As long as people do not understand the difference, software will be treated wrong and bad things will happen. Therefore we need to help people outside IT to understand the intricacies of software.
We need to help people to understand that
- we continuously need to change software after its release to preserve its value.
- the actual costs of a change are not the immediate costs but the costs it implies in the future.
- writing software is design, not a shop floor activity.
- the extreme malleability of software is also a curse and we need to use this property carefully.
- …
(5) Simplify!
I wrote a whole blog series of 15 (!) posts about this topic. So, there is a lot to be said about this topic. The core observation is:
- In IT we drown in complexity and every day it becomes worse.
- At the same time IT becomes more and more indispensable in our private and business lifes.
If we combine these two observations, we see that IT becomes more vital and less manageable every day. It feels like a dance on a volcano that is about to explode every moment.
While we cannot avoid all complexity (some is essential, i.e., needed to solve the problem at hand), we often pile up lots of accidental complexity, complexity not needed to solve the given problem. This happens on all levels:
- Not understanding market demands and responding in a wrong way to them
- Bad IT governance processes
- Budgeting and process approval madness
- Project bureaucracy
- Running after technology fashions
- Architecture narcissism
- Implementation detours and vanities
- Piling up archaeological layers of technology over the decades
and more.
Microservices – the topic of this post series – used for the wrong reasons result in more accidental complexity. They are a very demanding and complex architectural style. If we use them even if a lot simpler style would have been perfectly sufficient to address the given problem, we are complexity culprits.
Try not to be a complexity culprit, try to be a simplicity defender.
Conclusion
These were the general recommendations I wanted to add. They may sound simple, maybe even obvious.
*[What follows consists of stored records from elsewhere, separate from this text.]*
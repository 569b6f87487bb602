pub mod agent;
pub mod bmc;
pub mod catalog;
pub mod client;
pub mod error;
pub mod executor;
pub mod manager;
pub mod orchestrator;
pub mod pipeline;
pub mod pool;
pub mod progress;
pub mod redfish;
pub mod ssh;
pub mod types;
mod util;

pub use agent::{AgentClient, AgentError, HostMatch, PollLimit, TaskOutcome};
pub use bmc::{BmcClient, BmcSettings};
pub use catalog::Catalog;
pub use client::{
    Backend, BackendConnector, BmcOps, CommandOutput, ConnectionClient, Connector, ResetType,
    SharedClient, ShellOps, TerminalSize,
};
pub use error::{
    ClientError, ConnectFailure, ConnectionError, DisposeError, PipelineDefinitionError,
    StepCause, StepError,
};
pub use executor::{StepContext, StepDefinition, StepExecutor};
pub use manager::{DeploymentManager, ManagerError, RunInfo, RunPlan, RunStatus};
pub use orchestrator::{
    FleetOrchestrator, FleetRun, HostOutcome, OrchestratorSettings, PipelineFactory, RunSummary,
};
pub use pipeline::{InstallPipeline, PipelineDefinition, PipelineState};
pub use pool::{ClientPool, PoolBuild, PoolError, PoolPolicy};
pub use progress::{
    all_installed, InstallProgress, ProgressEvent, ProgressOutcome, ProgressStore, ProgressUpdate,
};
pub use ssh::{SshClient, SshSettings};
pub use types::{
    AccountConfig, BackendKind, ClientIdentity, HostDescriptor, HostIdentity, InstallArtifacts,
    Ipv4Mode, NetworkConfig, PipelineKind, SharedConfig, SshCredential,
};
But do not be fooled: They are all very hard in practice – to learn as well as to overcome the resistance you will face.
Still, I am convinced they are worth aiming for as all of them help to make IT a bit better and more enjoyable place: Problems will become less, things become more cost-efficient, work becomes more fun, …
This was a lot of stuff we discussed in this blog series. Let me just recapitulate a few highlights here:
- The most widespread reasons why you “need” microservices are fallacies. We have debunked them one by one.
- Microservices in themselves do not have any value. If you should need them they come as a natural byproduct of something bigger.
- Distributed systems are hard. They are one of the hardest to understand domains in IT. Try to avoid distribution if you do not really need it.
- You need modularization. You can have it without going for microservices. The actual problem is that good functional module design is still poorly understood.
- Learn better design and requirements engineering. This will help you many times more with your problems (the problems that made you adopt microservices) than microservices could ever do.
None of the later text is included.